→ **GOAL OF THE EXERCISE**: Scan the records for "Serialize" and copy each line that contains it.

→ **RECORDED DATA**:

--- START ---

use chrono::NaiveTime;
use serde::{Deserialize, Serialize};

/// Knobs for the day-by-day capital simulation.
#[derive(Debug, Clone, PartialEq, Serialize, Deserialize)]
#[serde(default)]
pub struct SimulationConfig {
    /// Openings after this time of day are counted as capital from the next day.
    pub capital_cutoff: NaiveTime,
    /// Fraction of an option position's gross value counted as allocated capital.
    pub option_capital_multiplier: f64,
    pub base_currency: String,
}

impl Default for SimulationConfig {
    fn default() -> Self {
        Self {
            capital_cutoff: NaiveTime::from_hms_opt(15, 55, 0).unwrap_or(NaiveTime::MIN),
            option_capital_multiplier: 0.5,
            base_currency: "USD".into(),
        }
    }
}

impl SimulationConfig {
    pub fn with_cutoff(mut self, cutoff: NaiveTime) -> Self {
        self.capital_cutoff = cutoff;
        self
    }

    pub fn with_option_multiplier(mut self, multiplier: f64) -> Self {
        self.option_capital_multiplier = multiplier;
        self
    }

    /// True when an opening at `time` belongs to the next day's capital.
    pub fn is_after_cutoff(&self, time: NaiveTime) -> bool {
        time > self.capital_cutoff
    }

    pub fn capital_scale(&self, is_option: bool) -> f64 {
        if is_option {
            self.option_capital_multiplier
        } else {
            1.0
        }
    }
}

--- END ---

→ **WRITTEN ANSWER**:
use serde::{Deserialize, Serialize};
#[derive(Debug, Clone, PartialEq, Serialize, Deserialize)]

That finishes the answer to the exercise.